From the top of the records below down to the line containing "let file_type = entry.file_type();", reproduce every line exactly.

Start of Records to use

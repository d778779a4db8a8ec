use log::{debug, trace};
use std::ffi::OsString;
use std::fs;
use std::io;
use std::path::Path;
use std::string::FromUtf8Error;
use thiserror::Error;
use walkdir::WalkDir;

#[derive(Debug, Error)]
pub enum ReadError {
    #[error("{0}")]
    Io(#[from] io::Error),

    #[error("not valid UTF-8 text ({0})")]
    Decode(#[from] FromUtf8Error),
}

/// Direct children of one directory, split by kind.
#[derive(Debug, Default, Clone, PartialEq, Eq)]
pub struct DirListing {
    pub files: Vec<OsString>,
    pub subdirs: Vec<OsString>,
}

pub trait DirectoryLister {
    fn list(&self, dir: &Path) -> io::Result<DirListing>;
}

pub trait FileReader {
    fn read_text(&self, path: &Path) -> Result<String, ReadError>;
}

pub trait FileSystem: DirectoryLister + FileReader {}

impl<T: DirectoryLister + FileReader> FileSystem for T {}

/// The real file system. Listings are sorted by file name and symlinked
/// directories are reported as neither files nor subdirectories.
pub struct LocalFileSystem;

impl DirectoryLister for LocalFileSystem {
    fn list(&self, dir: &Path) -> io::Result<DirListing> {
        trace!("Listing directory: {}", dir.display());
        let mut listing = DirListing::default();

        for entry in WalkDir::new(dir)
            .min_depth(1)
            .max_depth(1)
            .sort_by_file_name()
        {
            let entry = entry.map_err(io::Error::from)?;
            let file_type = entry.file_type();
            let name = entry.file_name().to_os_string();

            if file_type.is_dir() {
                listing.subdirs.push(name);
            } else if file_type.is_symlink() {
                match fs::metadata(entry.path()) {
                    Ok(meta) if meta.is_dir() => {
                        debug!("Not following directory symlink: {}", entry.path().display());
                    }
                    // broken links land here too and fail later at read time
                    _ => listing.files.push(name),
                }
            } else {
                listing.files.push(name);
            }
        }

        trace!(
            "{}: {} files, {} subdirectories",
            dir.display(),
            listing.files.len(),
            listing.subdirs.len()
        );
        Ok(listing)
    }
}

impl FileReader for LocalFileSystem {
    fn read_text(&self, path: &Path) -> Result<String, ReadError> {
        debug!("Reading file contents: {}", path.display());
        let bytes = fs::read(path)?;
        let contents = String::from_utf8(bytes)?;
        debug!("Read {} bytes from file", contents.len());
        Ok(contents)
    }
}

End of Records to use

_Answer below_:
repository d778779a4db8a8ec
use log::{debug, trace};
use std::ffi::OsString;
use std::fs;
use std::io;
use std::path::Path;
use std::string::FromUtf8Error;
use thiserror::Error;
use walkdir::WalkDir;

#[derive(Debug, Error)]
pub enum ReadError {
    #[error("{0}")]
    Io(#[from] io::Error),

    #[error("not valid UTF-8 text ({0})")]
    Decode(#[from] FromUtf8Error),
}

/// Direct children of one directory, split by kind.
#[derive(Debug, Default, Clone, PartialEq, Eq)]
pub struct DirListing {
    pub files: Vec<OsString>,
    pub subdirs: Vec<OsString>,
}

pub trait DirectoryLister {
    fn list(&self, dir: &Path) -> io::Result<DirListing>;
}

pub trait FileReader {
    fn read_text(&self, path: &Path) -> Result<String, ReadError>;
}

pub trait FileSystem: DirectoryLister + FileReader {}

impl<T: DirectoryLister + FileReader> FileSystem for T {}

/// The real file system. Listings are sorted by file name and symlinked
/// directories are reported as neither files nor subdirectories.
pub struct LocalFileSystem;

impl DirectoryLister for LocalFileSystem {
    fn list(&self, dir: &Path) -> io::Result<DirListing> {
        trace!("Listing directory: {}", dir.display());
        let mut listing = DirListing::default();

        for entry in WalkDir::new(dir)
            .min_depth(1)
            .max_depth(1)
            .sort_by_file_name()
        {
            let entry = entry.map_err(io::Error::from)?;
            let file_type = entry.file_type();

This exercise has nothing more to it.